A report - maximum 4 pages. The front page must contain the information listed below (the front page does not count towards the page count).
Visualization of data. E.g. matplotlib output. The plots should be included in an appendix to the report, that does not count towards the page count, or alternatively embedded in a Jupyter file.

Evaluation of handin

The project deliverables will be scored according to the following rubric:

Deliverable	Not present 0%	Many major shortcomings 25%	Some major weaknesses 50%	Minor weaknesses 75%	Solid 100%
Code 50%	No code, or code where no part computes the required	Some elementary parts of the code work, but significant parts do not work	Most essential parts of the code work, but the code does not completely solve the problem addressed	Overall good code, but space for improvement, e.g. missing documentation, code could be made clearer	Complete code, well structured, good use of modules, clear variable names, good documentation, PEP8 compliant
Visualization 25%	No visualization	Very few or very unclear visualizations	Some visualizations illustrating basic idea	Overall good visualization but some details could have been more clear	Clear visualizations documenting the problem being solved and supporting the conclusions drawn
Report 25%	No report	Very unpolished report, missing structure, no clear conclusions, major misunderstandings	The basic ideas are described but details are missing	Overall good report but for some aspects the level of detail/precision could be higher	Solid report, containing reflection upon the implementation done, discussion of the Python modules used, the design choices made, discussion of the structure of the code, what were the hardest parts, what is missing, and discussion of testing and visualization

Project report

The project report must contain the below front page (not counted in the 4 pages). Make sure you read and understand the note on plagiarism. The report can be written in Danish and English.

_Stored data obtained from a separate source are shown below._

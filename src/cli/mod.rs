//! CLI module for the bgstrip binary
//!
//! This module is only available when the "cli" feature is enabled.

#[path = "main.rs"]
mod main_impl;

pub use main_impl::{main, Cli, CliOutputFormat};
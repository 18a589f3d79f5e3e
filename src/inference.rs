//! Inference backend abstraction

use crate::config::RemovalConfig;
use crate::error::Result;
use crate::models::{ModelInfo, PreprocessingConfig};
use ndarray::Array4;

// Use instant crate for cross-platform time compatibility
use instant::Duration;

/// Trait for inference backends
///
/// A backend owns a loaded segmentation model and turns a normalized NCHW
/// input tensor into a single-channel raw-score tensor. Backends return raw
/// scores; the sigmoid mapping to probabilities happens in mask
/// post-processing so every backend shares it.
pub trait InferenceBackend {
    /// Initialize the backend, loading the model
    ///
    /// Returns the model loading time when a load actually happened.
    ///
    /// # Errors
    /// - Model loading or session creation failures
    /// - Invalid configuration parameters
    fn initialize(&mut self, config: &RemovalConfig) -> Result<Option<Duration>>;

    /// Run inference on the input tensor
    ///
    /// The output is the model's mask head as raw scores, validated to be
    /// a `[1, 1, H, W]` tensor.
    ///
    /// # Errors
    /// - Backend not initialized
    /// - Model inference failures
    /// - Output tensor of unexpected rank or channel count
    fn infer(&mut self, input: &Array4<f32>) -> Result<Array4<f32>>;

    /// The expected NCHW input shape for this backend
    fn input_shape(&self) -> (usize, usize, usize, usize);

    /// The expected NCHW output shape for this backend
    fn output_shape(&self) -> (usize, usize, usize, usize);

    /// Preprocessing configuration the model expects
    fn preprocessing_config(&self) -> PreprocessingConfig;

    /// Model information for this backend
    ///
    /// # Errors
    /// - Model metadata unavailable
    fn model_info(&self) -> Result<ModelInfo>;

    /// Check if backend is initialized
    fn is_initialized(&self) -> bool;
}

project-front-page.pdf | project-front-page.docx | project-front-page.tex

Project descriptions

You can choose any of the below projects as your final project.

Project I - Geometric medians

Motivation: Assume you want to build a drone tower from where to deliver parcels to costumers, and you know the destinations (points) where to deliver parcels. What is the optimal placement of the tower, if each drone can at most carry one parcel and needs to return to the tower between each delivery?

The geometric median of a point set S = { p₁, ..., p_n } in the plane is a point q (not necessarily a point in S), that minimizes the sum of distances to the points, i.e. minimizes ∑_i=1..n |p_i - q|, where |p - q| = ((p_x - q_x)² + (p_y - q_y)²)^0.5.

Create a function geometric_median that given a list of points computes the geometric median of the point set.
Hint. Use the minimize function from the module scipy.optimize.
Make representative visualizations that show both the input point sets and the computed geometric medians. Examples should include point sets with two and three points, and a random point set.
Use the matplotlib plotting function contour to plot a contour map to illustrate that it is the correct minimum that mas been found (the z-value for a point (x, y) in the contour map is the sum of the distances from (x, y) to all input points).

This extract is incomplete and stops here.